2) Arctic® apples will disguise old/damaged fruit as fresh: Just the opposite is true! Because Arctic® apples resist enzymatic browning, which is separate from the discoloration that comes from meaningful damage or rot, when Arctic® fruit is discolored, you know that it’s past its prime.
3) Arctic® apples have not had enough testing: The regulatory processes in both the U.S. and Canada are so rigorous that we’ve had field trials of Arctic® apples under study for well over a decade. They’ve been tested for their response to pests, new proteins, nutrition and composition, and even the U.S. Department of Agriculture has concluded they’re just as safe and healthful as any other apple!
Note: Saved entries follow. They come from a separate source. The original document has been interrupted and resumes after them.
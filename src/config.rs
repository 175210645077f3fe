//! Configuration for envsync
//!
//! Centralized configuration with sensible defaults.

use std::time::Duration;

use crate::engine::EnvFlags;
use crate::error::{Result, SyncError};

/// Main configuration for a synchronized environment
#[derive(Debug, Clone)]
pub struct Config {
    // -------------------------------------------------------------------------
    // Resize Recovery
    // -------------------------------------------------------------------------
    /// How many times one call may adopt an externally resized map before
    /// the resize error is returned to the caller
    pub max_resize_retries: u32,

    /// Delay applied (under the exclusive admission lock) before adopting a
    /// size set by another process
    pub resize_backoff: Backoff,

    // -------------------------------------------------------------------------
    // Environment Configuration
    // -------------------------------------------------------------------------
    /// Flags passed to the engine on open
    pub open_flags: EnvFlags,

    /// Unix permission bits for files the engine creates
    pub file_mode: u32,

    /// Map size set before opening (in bytes)
    pub map_size: u64,
}

/// Delay policy between consecutive resize adoptions within one call
#[derive(Debug, Clone, Copy, PartialEq)]
pub enum Backoff {
    /// Adopt immediately
    None,

    /// Same delay for every adoption
    Fixed(Duration),

    /// `base * factor^n`, capped at `max`
    Exponential {
        base: Duration,
        max: Duration,
        factor: f64,
    },
}

impl Backoff {
    /// Delay before the adoption following `retries` earlier adoptions
    pub fn delay(&self, retries: u32) -> Duration {
        match *self {
            Backoff::None => Duration::ZERO,
            Backoff::Fixed(d) => d,
            Backoff::Exponential { base, max, factor } => {
                let scaled = base.as_secs_f64() * factor.powi(retries as i32);
                if !scaled.is_finite() || scaled >= max.as_secs_f64() {
                    max
                } else {
                    Duration::from_secs_f64(scaled)
                }
            }
        }
    }
}

impl Default for Backoff {
    fn default() -> Self {
        Backoff::Exponential {
            base: Duration::from_millis(1),
            max: Duration::from_millis(100),
            factor: 2.0,
        }
    }
}

impl Default for Config {
    fn default() -> Self {
        Self {
            max_resize_retries: 2,
            resize_backoff: Backoff::default(),
            open_flags: EnvFlags::empty(),
            file_mode: 0o644,
            map_size: 10 * 1024 * 1024, // 10 MB
        }
    }
}

impl Config {
    /// Create a new config builder
    pub fn builder() -> ConfigBuilder {
        ConfigBuilder::default()
    }

    /// Check invariants the builder cannot enforce by type
    pub fn validate(&self) -> Result<()> {
        if self.map_size == 0 {
            return Err(SyncError::Config("map_size must be non-zero".to_string()));
        }
        if let Backoff::Exponential { base, max, factor } = self.resize_backoff {
            if !(factor.is_finite() && factor >= 1.0) {
                return Err(SyncError::Config(format!(
                    "backoff factor must be >= 1.0, got {}",
                    factor
                )));
            }
            if base > max {
                return Err(SyncError::Config(format!(
                    "backoff base {:?} exceeds max {:?}",
                    base, max
                )));
            }
        }
        Ok(())
    }
}

/// Builder for Config
#[derive(Default)]
pub struct ConfigBuilder {
    config: Config,
}

impl ConfigBuilder {
    /// Set how many resize adoptions one call may perform
    pub fn max_resize_retries(mut self, retries: u32) -> Self {
        self.config.max_resize_retries = retries;
        self
    }

    /// Set the delay policy for resize adoption
    pub fn resize_backoff(mut self, backoff: Backoff) -> Self {
        self.config.resize_backoff = backoff;
        self
    }

    /// Set the flags used when opening the environment
    pub fn open_flags(mut self, flags: EnvFlags) -> Self {
        self.config.open_flags = flags;
        self
    }

    /// Set the file mode for created files
    pub fn file_mode(mut self, mode: u32) -> Self {
        self.config.file_mode = mode;
        self
    }

    /// Set the initial map size (in bytes)
    pub fn map_size(mut self, size: u64) -> Self {
        self.config.map_size = size;
        self
    }

    pub fn build(self) -> Config {
        self.config
    }
}
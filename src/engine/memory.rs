//! In-memory reference engine
//!
//! BTreeMap-based environment with snapshot reads and a single writer.
//!
//! ## Concurrency Model
//! - **Reads**: clone an `Arc` of the committed tree; never block on writers
//! - **Writes**: serialized by the store's writer mutex, commit by swapping
//!   the tree
//! - **NO_LOCK**: nothing blocks; overlapping writer/writer or writer/reader
//!   transactions fail with [`SyncError::LockConflict`] instead
//!
//! ## Map Size
//! Each handle has an adopted map size; the store records the size set by
//! the most recent resize. A transaction on a handle whose adopted size is
//! below the recorded one fails with [`SyncError::MapResized`] until the
//! handle calls `set_map_size(0)`. Handles created with [`MemoryEnv::attach`]
//! share one store and play the part of cooperating processes.

use std::collections::BTreeMap;
use std::path::{Path, PathBuf};
use std::sync::atomic::{AtomicBool, AtomicU32, AtomicU64, AtomicUsize, Ordering};
use std::sync::Arc;

use parking_lot::{Mutex, MutexGuard, RwLock};

use crate::error::{Result, SyncError};

use super::snapshot::{Snapshot, SNAPSHOT_FILENAME};
use super::{EnvFlags, Environment, TxnFlags};

/// Map size used when none has been set (1 MB)
pub const DEFAULT_MAP_SIZE: u64 = 1024 * 1024;

/// Committed state of the store
#[derive(Debug, Clone, Default)]
struct Tree {
    entries: BTreeMap<Vec<u8>, Vec<u8>>,

    /// Sum of key and value lengths
    used: u64,
}

impl Tree {
    fn from_snapshot(snapshot: Snapshot) -> Self {
        let mut tree = Tree::default();
        for (key, value) in snapshot.entries {
            tree.used += (key.len() + value.len()) as u64;
            tree.entries.insert(key, value);
        }
        tree
    }
}

/// State shared by every handle attached to one environment
struct Store {
    /// Committed tree (swapped on commit)
    data: RwLock<Arc<Tree>>,

    /// Map size recorded by the most recent resize on any handle
    recorded_map_size: AtomicU64,

    /// Serializes writers while internal locking is enabled
    writer: Mutex<()>,

    /// Live transactions, tracked for NO_LOCK conflict detection
    active_readers: AtomicUsize,
    active_writers: AtomicUsize,

    /// Snapshot file, if the environment was opened with a path
    path: Mutex<Option<PathBuf>>,
}

impl Store {
    fn new() -> Self {
        Self {
            data: RwLock::new(Arc::new(Tree::default())),
            recorded_map_size: AtomicU64::new(0),
            writer: Mutex::new(()),
            active_readers: AtomicUsize::new(0),
            active_writers: AtomicUsize::new(0),
            path: Mutex::new(None),
        }
    }
}

/// Usage figures for one handle
#[derive(Debug, Clone, Copy, PartialEq, Eq)]
pub struct MemoryInfo {
    /// Map size this handle has adopted
    pub map_size: u64,

    /// Map size recorded in the shared store
    pub recorded_map_size: u64,

    /// Bytes used by committed keys and values
    pub used: u64,

    /// Number of committed entries
    pub entries: usize,
}

/// One handle onto an in-memory environment
pub struct MemoryEnv {
    store: Arc<Store>,
    flags: AtomicU32,
    open: AtomicBool,
    map_size: AtomicU64,
    mode: AtomicU32,

    /// Transactions currently running on this handle
    active: AtomicUsize,
}

impl MemoryEnv {
    /// Create a new, unopened environment
    pub fn new() -> Self {
        Self::with_store(Arc::new(Store::new()), 0, false)
    }

    fn with_store(store: Arc<Store>, map_size: u64, open: bool) -> Self {
        Self {
            store,
            flags: AtomicU32::new(0),
            open: AtomicBool::new(open),
            map_size: AtomicU64::new(map_size),
            mode: AtomicU32::new(0o644),
            active: AtomicUsize::new(0),
        }
    }

    /// Open a second handle on the same store, as another process would.
    ///
    /// The new handle adopts the currently recorded map size and starts with
    /// no flags set.
    pub fn attach(&self) -> Result<MemoryEnv> {
        if !self.is_open() {
            return Err(SyncError::NotOpen);
        }
        let recorded = self.store.recorded_map_size.load(Ordering::SeqCst);
        let env = Self::with_store(Arc::clone(&self.store), recorded, true);
        env.mode.store(self.mode.load(Ordering::Relaxed), Ordering::Relaxed);
        Ok(env)
    }

    pub fn is_open(&self) -> bool {
        self.open.load(Ordering::SeqCst)
    }

    /// Current usage figures
    pub fn info(&self) -> MemoryInfo {
        let tree = Arc::clone(&*self.store.data.read());
        MemoryInfo {
            map_size: self.map_size.load(Ordering::SeqCst),
            recorded_map_size: self.store.recorded_map_size.load(Ordering::SeqCst),
            used: tree.used,
            entries: tree.entries.len(),
        }
    }

    /// Write the committed tree to the snapshot file, if any
    pub fn sync(&self) -> Result<()> {
        let tree = Arc::clone(&*self.store.data.read());
        self.persist(&tree)
    }

    // =========================================================================
    // Private Helpers
    // =========================================================================

    fn current_flags(&self) -> EnvFlags {
        EnvFlags::from_bits(self.flags.load(Ordering::SeqCst))
    }

    fn snapshot_path(path: &Path, flags: EnvFlags) -> Result<Option<PathBuf>> {
        if path.as_os_str().is_empty() {
            return Ok(None);
        }
        if flags.contains(EnvFlags::NO_SUBDIR) {
            return Ok(Some(path.to_path_buf()));
        }
        std::fs::create_dir_all(path)?;
        Ok(Some(path.join(SNAPSHOT_FILENAME)))
    }

    fn persist(&self, tree: &Tree) -> Result<()> {
        let path = match self.store.path.lock().clone() {
            Some(path) => path,
            None => return Ok(()),
        };
        let snapshot = Snapshot {
            map_size: self.store.recorded_map_size.load(Ordering::SeqCst),
            entries: tree
                .entries
                .iter()
                .map(|(k, v)| (k.clone(), v.clone()))
                .collect(),
        };
        snapshot.store(&path, self.mode.load(Ordering::Relaxed))
    }

    /// Checks shared by every transaction start
    fn begin(&self) -> Result<ActiveGuard<'_>> {
        if !self.is_open() {
            return Err(SyncError::NotOpen);
        }
        let guard = ActiveGuard::enter(&self.active);

        let recorded = self.store.recorded_map_size.load(Ordering::SeqCst);
        if recorded > self.map_size.load(Ordering::SeqCst) {
            return Err(SyncError::MapResized);
        }
        Ok(guard)
    }

    fn admit_reader(&self) -> Result<ActiveGuard<'_>> {
        let guard = ActiveGuard::enter(&self.store.active_readers);
        if self.current_flags().contains(EnvFlags::NO_LOCK)
            && self.store.active_writers.load(Ordering::SeqCst) > 0
        {
            return Err(SyncError::LockConflict(
                "read transaction overlaps a write transaction".to_string(),
            ));
        }
        Ok(guard)
    }

    fn admit_writer(&self) -> Result<(MutexGuard<'_, ()>, ActiveGuard<'_>)> {
        if !self.current_flags().contains(EnvFlags::NO_LOCK) {
            let lock = self.store.writer.lock();
            return Ok((lock, ActiveGuard::enter(&self.store.active_writers)));
        }

        let lock = self.store.writer.try_lock().ok_or_else(|| {
            SyncError::LockConflict("write transaction overlaps a write transaction".to_string())
        })?;
        let guard = ActiveGuard::enter(&self.store.active_writers);
        if self.store.active_readers.load(Ordering::SeqCst) > 0 {
            return Err(SyncError::LockConflict(
                "write transaction overlaps a read transaction".to_string(),
            ));
        }
        Ok((lock, guard))
    }

    fn execute(
        &self,
        readonly: bool,
        op: &mut dyn FnMut(&mut MemoryTxn<'_>) -> Result<()>,
    ) -> Result<()> {
        let _active = self.begin()?;
        let map_size = self.map_size.load(Ordering::SeqCst);

        if readonly {
            let _reader = self.admit_reader()?;
            let base = Arc::clone(&*self.store.data.read());
            let mut txn = MemoryTxn {
                env: self,
                base,
                pending: None,
                map_size,
            };
            return op(&mut txn);
        }

        let (_lock, _writer) = self.admit_writer()?;
        let base = Arc::clone(&*self.store.data.read());
        let pending = Some((*base).clone());
        let mut txn = MemoryTxn {
            env: self,
            base,
            pending,
            map_size,
        };
        op(&mut txn)?;

        // Persist before publishing: a failed write leaves the committed
        // tree untouched.
        if let Some(tree) = txn.pending.take() {
            if !self.current_flags().contains(EnvFlags::NO_SYNC) {
                self.persist(&tree)?;
            }
            *self.store.data.write() = Arc::new(tree);
        }
        Ok(())
    }
}

impl Default for MemoryEnv {
    fn default() -> Self {
        Self::new()
    }
}

impl Environment for MemoryEnv {
    type Txn<'t> = MemoryTxn<'t>;

    fn create() -> Result<Self> {
        Ok(Self::new())
    }

    /// Open the environment. An empty path keeps it purely in memory.
    fn open(&self, path: &Path, flags: EnvFlags, mode: u32) -> Result<()> {
        if self.is_open() {
            return Err(SyncError::AlreadyOpen);
        }

        let flags = self.current_flags() | flags;
        self.mode.store(mode, Ordering::Relaxed);

        let snapshot_path = Self::snapshot_path(path, flags)?;
        let mut recorded = self.store.recorded_map_size.load(Ordering::SeqCst);
        if let Some(file) = &snapshot_path {
            if let Some(snapshot) = Snapshot::load(file)? {
                recorded = recorded.max(snapshot.map_size);
                *self.store.data.write() = Arc::new(Tree::from_snapshot(snapshot));
            }
        }

        let mut map_size = self.map_size.load(Ordering::SeqCst).max(recorded);
        if map_size == 0 {
            map_size = DEFAULT_MAP_SIZE;
        }
        self.map_size.store(map_size, Ordering::SeqCst);
        self.store.recorded_map_size.store(map_size, Ordering::SeqCst);
        *self.store.path.lock() = snapshot_path;

        self.flags.store(flags.bits(), Ordering::SeqCst);
        self.open.store(true, Ordering::SeqCst);
        Ok(())
    }

    fn set_flags(&self, flags: EnvFlags) -> Result<()> {
        self.flags.fetch_or(flags.bits(), Ordering::SeqCst);
        Ok(())
    }

    fn unset_flags(&self, flags: EnvFlags) -> Result<()> {
        self.flags.fetch_and(!flags.bits(), Ordering::SeqCst);
        Ok(())
    }

    fn flags(&self) -> Result<EnvFlags> {
        if !self.is_open() {
            return Err(SyncError::NotOpen);
        }
        Ok(self.current_flags())
    }

    fn set_map_size(&self, size: u64) -> Result<()> {
        if self.active.load(Ordering::SeqCst) > 0 {
            return Err(SyncError::LockConflict(
                "map resized while transactions are active".to_string(),
            ));
        }

        if !self.is_open() {
            self.map_size.store(size, Ordering::SeqCst);
            return Ok(());
        }

        let recorded = self.store.recorded_map_size.load(Ordering::SeqCst);
        if size == 0 {
            self.map_size.store(recorded, Ordering::SeqCst);
            return Ok(());
        }

        let used = self.store.data.read().used;
        let size = size.max(used);
        self.map_size.store(size, Ordering::SeqCst);
        self.store.recorded_map_size.store(size, Ordering::SeqCst);
        Ok(())
    }

    fn run_txn(
        &self,
        flags: TxnFlags,
        op: &mut dyn FnMut(&mut MemoryTxn<'_>) -> Result<()>,
    ) -> Result<()> {
        self.execute(flags.contains(TxnFlags::READ_ONLY), op)
    }

    fn view(&self, op: &mut dyn FnMut(&mut MemoryTxn<'_>) -> Result<()>) -> Result<()> {
        self.execute(true, op)
    }

    fn update(&self, op: &mut dyn FnMut(&mut MemoryTxn<'_>) -> Result<()>) -> Result<()> {
        self.execute(false, op)
    }

    fn update_locked(&self, op: &mut dyn FnMut(&mut MemoryTxn<'_>) -> Result<()>) -> Result<()> {
        self.execute(false, op)
    }
}

/// Counter held for the lifetime of a transaction
struct ActiveGuard<'a> {
    counter: &'a AtomicUsize,
}

impl<'a> ActiveGuard<'a> {
    fn enter(counter: &'a AtomicUsize) -> Self {
        counter.fetch_add(1, Ordering::SeqCst);
        Self { counter }
    }
}

impl Drop for ActiveGuard<'_> {
    fn drop(&mut self) {
        self.counter.fetch_sub(1, Ordering::SeqCst);
    }
}

/// Transaction on a [`MemoryEnv`]
///
/// Read-only transactions see the tree committed when they began. Write
/// transactions work on a private copy that replaces the committed tree
/// when the body returns `Ok`.
pub struct MemoryTxn<'t> {
    env: &'t MemoryEnv,
    base: Arc<Tree>,
    pending: Option<Tree>,
    map_size: u64,
}

impl MemoryTxn<'_> {
    fn tree(&self) -> &Tree {
        self.pending.as_ref().unwrap_or_else(|| self.base.as_ref())
    }

    pub fn is_read_only(&self) -> bool {
        self.pending.is_none()
    }

    /// Get a value by key
    pub fn get(&self, key: &[u8]) -> Option<&[u8]> {
        self.tree().entries.get(key).map(Vec::as_slice)
    }

    /// Put a key-value pair
    ///
    /// # Errors
    ///
    /// [`SyncError::ReadOnly`] in a read-only transaction,
    /// [`SyncError::MapFull`] if the write does not fit in the map.
    pub fn put(&mut self, key: &[u8], value: &[u8]) -> Result<()> {
        let map_size = self.map_size;
        let tree = self.pending.as_mut().ok_or(SyncError::ReadOnly)?;

        let replaced = tree
            .entries
            .get(key)
            .map(|old| (key.len() + old.len()) as u64)
            .unwrap_or(0);
        let used = tree.used - replaced + (key.len() + value.len()) as u64;
        if used > map_size {
            return Err(SyncError::MapFull);
        }

        tree.entries.insert(key.to_vec(), value.to_vec());
        tree.used = used;
        Ok(())
    }

    /// Delete a key; returns whether it existed
    pub fn delete(&mut self, key: &[u8]) -> Result<bool> {
        let tree = self.pending.as_mut().ok_or(SyncError::ReadOnly)?;
        match tree.entries.remove(key) {
            Some(old) => {
                tree.used -= (key.len() + old.len()) as u64;
                Ok(true)
            }
            None => Ok(false),
        }
    }

    /// Iterate over entries in key order
    pub fn iter(&self) -> impl Iterator<Item = (&[u8], &[u8])> {
        self.tree()
            .entries
            .iter()
            .map(|(k, v)| (k.as_slice(), v.as_slice()))
    }

    pub fn len(&self) -> usize {
        self.tree().entries.len()
    }

    pub fn is_empty(&self) -> bool {
        self.tree().entries.is_empty()
    }

    /// Bytes used by keys and values visible to this transaction
    pub fn used(&self) -> u64 {
        self.tree().used
    }

    /// Map size in effect when the transaction began
    pub fn map_size(&self) -> u64 {
        self.map_size
    }

    /// Flags of the environment this transaction runs in
    pub fn env_flags(&self) -> EnvFlags {
        self.env.current_flags()
    }
}
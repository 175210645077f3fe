//! envsync Stress Driver
//!
//! Runs concurrent transactions through a SyncEnv while a second handle on
//! the same store keeps growing the memory map, as a cooperating process
//! would.

use std::sync::atomic::{AtomicBool, AtomicU64, Ordering};
use std::sync::Arc;
use std::thread;
use std::time::{Duration, Instant};

use clap::Parser;
use envsync::{
    handler_fn, Config, EnvFlags, Environment, Handler, MapResizedHandler, MemoryEnv, SyncEnv,
    SyncError,
};
use tracing_subscriber::{fmt, EnvFilter};

/// envsync stress driver
#[derive(Parser, Debug)]
#[command(name = "envsync-stress")]
#[command(about = "Concurrent transactions against an environment resized by a peer")]
#[command(version)]
struct Args {
    /// Data directory (empty keeps everything in memory)
    #[arg(short, long, default_value = "")]
    data_dir: String,

    /// Worker threads
    #[arg(short, long, default_value = "8")]
    threads: usize,

    /// Updates per worker
    #[arg(short, long, default_value = "1000")]
    iterations: u64,

    /// Milliseconds between peer resizes (0 disables the peer)
    #[arg(short, long, default_value = "5")]
    resize_every_ms: u64,

    /// Disable engine locking
    #[arg(long)]
    no_lock: bool,

    /// Initial map size in KB
    #[arg(short = 'm', long, default_value = "1024")]
    map_kb: u64,

    /// Resize adoptions allowed per transaction
    #[arg(long, default_value = "8")]
    max_resize_retries: u32,
}

fn main() {
    let filter = EnvFilter::try_from_default_env()
        .unwrap_or_else(|_| EnvFilter::new("info,envsync=debug"));

    fmt()
        .with_env_filter(filter)
        .with_target(true)
        .with_thread_ids(true)
        .init();

    let args = Args::parse();

    tracing::info!("envsync stress v{}", envsync::VERSION);
    tracing::info!(threads = args.threads, iterations = args.iterations, no_lock = args.no_lock);

    if let Err(e) = run(&args) {
        tracing::error!("Stress run failed: {}", e);
        std::process::exit(1);
    }
}

fn run(args: &Args) -> envsync::Result<()> {
    let mut open_flags = EnvFlags::NO_SYNC;
    if args.no_lock {
        open_flags |= EnvFlags::NO_LOCK;
    }

    let config = Config::builder()
        .map_size(args.map_kb * 1024)
        .max_resize_retries(args.max_resize_retries)
        .open_flags(open_flags)
        .build();

    let resizes_seen = Arc::new(AtomicU64::new(0));
    let counter = Arc::clone(&resizes_seen);
    let observe = handler_fn(move |bag, result: envsync::Result<()>| {
        if matches!(result, Err(SyncError::MapResized)) {
            counter.fetch_add(1, Ordering::Relaxed);
        }
        (bag, result)
    });

    let handlers: Vec<Arc<dyn Handler<MemoryEnv>>> = vec![
        Arc::new(observe),
        Arc::new(MapResizedHandler::from_config(&config)),
    ];
    let env = SyncEnv::new(None, handlers)?;
    env.open_with_config(&args.data_dir, &config)?;

    // SAFETY: attach only reads the shared store; it does not resize, change
    // flags or run transactions on the wrapped handle.
    let peer = unsafe { env.raw() }.attach()?;

    let done = AtomicBool::new(false);
    let peer_resizes = AtomicU64::new(0);
    let app_resizes = AtomicU64::new(0);
    let started = Instant::now();

    thread::scope(|s| -> envsync::Result<()> {
        if args.resize_every_ms > 0 {
            s.spawn(|| {
                while !done.load(Ordering::Relaxed) {
                    thread::sleep(Duration::from_millis(args.resize_every_ms));
                    let grown = peer.info().recorded_map_size + 4096;
                    if let Err(e) = peer.set_map_size(grown) {
                        tracing::warn!("Peer resize failed: {}", e);
                        continue;
                    }
                    peer_resizes.fetch_add(1, Ordering::Relaxed);
                }
            });
        }

        let workers: Vec<_> = (0..args.threads)
            .map(|id| {
                let env = &env;
                let app_resizes = &app_resizes;
                s.spawn(move || worker(env, id, args.iterations, app_resizes))
            })
            .collect();

        let mut outcome = Ok(());
        for worker in workers {
            let result = worker
                .join()
                .unwrap_or_else(|_| Err(SyncError::Config("worker panicked".to_string())));
            if outcome.is_ok() {
                outcome = result;
            }
        }
        done.store(true, Ordering::Relaxed);
        outcome
    })?;

    let mut total = 0u64;
    env.view(|txn| {
        total = txn
            .iter()
            .filter(|(key, _)| key.starts_with(b"counter/"))
            .map(|(_, value)| decode_counter(value))
            .sum();
        Ok(())
    })?;

    let expected = args.threads as u64 * args.iterations;
    tracing::info!(
        elapsed = ?started.elapsed(),
        total,
        expected,
        peer_resizes = peer_resizes.load(Ordering::Relaxed),
        resizes_seen = resizes_seen.load(Ordering::Relaxed),
        app_resizes = app_resizes.load(Ordering::Relaxed),
        "Stress run complete"
    );

    if total != expected {
        return Err(SyncError::Config(format!(
            "lost updates: counted {} of {}",
            total, expected
        )));
    }
    Ok(())
}

/// Increment this worker's counter `iterations` times, growing the map
/// when it fills up
fn worker(
    env: &SyncEnv<MemoryEnv>,
    id: usize,
    iterations: u64,
    app_resizes: &AtomicU64,
) -> envsync::Result<()> {
    let key = format!("counter/{:04}", id).into_bytes();

    for _ in 0..iterations {
        loop {
            let result = env.update(|txn| {
                let next = txn.get(&key).map(decode_counter).unwrap_or(0) + 1;
                txn.put(&key, &next.to_be_bytes())
            });

            match result {
                Ok(()) => break,
                Err(SyncError::MapFull) => {
                    // SAFETY: info only reads sizes.
                    let current = unsafe { env.raw() }.info().map_size;
                    env.set_map_size(current * 2)?;
                    app_resizes.fetch_add(1, Ordering::Relaxed);
                }
                Err(e) => return Err(e),
            }
        }
    }
    Ok(())
}

fn decode_counter(bytes: &[u8]) -> u64 {
    let mut buf = [0u8; 8];
    let n = bytes.len().min(8);
    buf[8 - n..].copy_from_slice(&bytes[bytes.len() - n..]);
    u64::from_be_bytes(buf)
}
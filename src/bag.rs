//! Context Bag
//!
//! Immutable, chainable key/value carrier threaded through every
//! transaction call and handed to error handlers.
//!
//! ## Structure
//! Each derived bag is one node holding a single binding and a pointer to
//! its parent. Deriving never touches the parent, so a bag can be shared
//! freely between threads and across retry iterations.
//!
//! ```text
//!   background ◄── (EnvKey → env) ◄── (ResizeCount → 1) ◄── (ResizeCount → 2)
//! ```
//!
//! Lookups walk towards the root; the newest binding of a key wins.

use std::any::{Any, TypeId};
use std::fmt;
use std::sync::Arc;

/// A key type for values stored in a [`Bag`].
///
/// Keys are identified by their type, so two components can only collide by
/// naming the same type. Keep key types private to scope access.
pub trait BagKey: 'static {
    /// Type of the value bound to this key
    type Value: Any + Send + Sync;
}

struct Node {
    key: TypeId,
    value: Arc<dyn Any + Send + Sync>,
    parent: Option<Arc<Node>>,
}

/// Persistent association from [`BagKey`] types to values
#[derive(Clone, Default)]
pub struct Bag {
    head: Option<Arc<Node>>,
}

impl Bag {
    /// The empty root bag
    pub fn background() -> Self {
        Bag { head: None }
    }

    /// Derive a bag binding `K` to `value`; `self` is left unchanged
    pub fn with<K: BagKey>(&self, value: K::Value) -> Bag {
        Bag {
            head: Some(Arc::new(Node {
                key: TypeId::of::<K>(),
                value: Arc::new(value),
                parent: self.head.clone(),
            })),
        }
    }

    /// Look up the value bound to `K` here or in any parent
    pub fn value<K: BagKey>(&self) -> Option<&K::Value> {
        let key = TypeId::of::<K>();
        let mut node = self.head.as_deref();
        while let Some(n) = node {
            if n.key == key {
                return n.value.downcast_ref::<K::Value>();
            }
            node = n.parent.as_deref();
        }
        None
    }

    pub fn contains<K: BagKey>(&self) -> bool {
        self.value::<K>().is_some()
    }

    /// Number of bindings on the path to the root, shadowed ones included
    pub fn depth(&self) -> usize {
        let mut depth = 0;
        let mut node = self.head.as_deref();
        while let Some(n) = node {
            depth += 1;
            node = n.parent.as_deref();
        }
        depth
    }
}

impl fmt::Debug for Bag {
    fn fmt(&self, f: &mut fmt::Formatter<'_>) -> fmt::Result {
        f.debug_struct("Bag").field("depth", &self.depth()).finish()
    }
}
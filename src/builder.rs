//! Compiles a content spec into a Publican book.
//!
//! [`BookBuilder::build`] drives the passes in order: registration, topic
//! fetching (with stable addressing or translation completion), the topic
//! pass, the topic reference pass, image relocation and finally assembly of the
//! archive manifest.

mod assembly;

use std::collections::BTreeMap;
use std::time::{Duration, Instant};

use log::{debug, info, warn};
use percent_encoding::{utf8_percent_encode, NON_ALPHANUMERIC};
use quick_xml::escape::escape;

use crate::address::{escape_title, FixedUrlAssigner};
use crate::cancel::CancellationToken;
use crate::config::{BuildingOptions, InjectionOptions};
use crate::content_spec::{ContentSpec, Level, OutputStyle};
use crate::error::{BuildError, Result, StoreError};
use crate::error_database::{ErrorDatabase, ErrorSeverity};
use crate::injection::{generic_related_topics, BookLinks, InjectionReport, InjectionResolver, SpecRelationships};
use crate::registry::{SpecDatabase, TopicStatus};
use crate::store::{TopicStore, DOCBOOK_DTD_BLOB_ID, FAILPENGUIN_PNG_BLOB_ID};
use crate::template::{
    TemplateContext, TemplateEngine, TemplateRenderer, EMPTY_TOPIC_TEMPLATE,
    FAILED_INJECTION_TEMPLATE, FAILED_VALIDATION_TEMPLATE, TOPIC_TEMPLATE,
};
use crate::topic::{
    BuildTopic, BUG_ASSIGNED_TO_PROPERTY_TAG_ID, BUG_COMPONENT_PROPERTY_TAG_ID,
    BUG_KEYWORDS_PROPERTY_TAG_ID, BUG_PRODUCT_PROPERTY_TAG_ID, BUG_VERSION_PROPERTY_TAG_ID,
};
use crate::translation::TranslationCompleter;
use crate::unique_ids::UniqueIdEnforcer;
use crate::validation::{DtdValidator, XmlValidator};
use crate::xml::{wrap_in_cdata, Element, XmlDocument};

#[derive(Debug, Clone, Default, PartialEq, Eq)]
pub struct BuildStats {
    /// Distinct topics fetched
    pub topics: usize,
    /// Topic references in the content spec, duplicates included
    pub spec_topics: usize,
    pub errors: usize,
    pub warnings: usize,
    pub images: usize,
    /// False when stable addressing failed and `TopicID` links were used
    pub used_fixed_urls: bool,
    pub build_time: Duration,
}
4) Arctic® apples will confer antibiotic resistance: While, like many biotech crops, we use a marker gene (NPTII) that resists the antibiotic kanamycin, there’s no NPTII protein present in Arctic® fruit. So, Arctic® apples are not resistant to antibiotics, nor would they transfer any resistance to anyone who eats them. Plus, the antibiotic-resistance gene is derived from commonly found soil bacteria, and has had GRAS status (generally recognized as safe) with the FDA since 1993.
5) Arctic® apples will be toxic / drenched in pesticide: This is an easy one because, quite simply, it’s completely made up! Arctic® apples can be grown with whatever pest controls the grower chooses and the nonbrowning trait has no impact on a trees response to disease or insect pressures.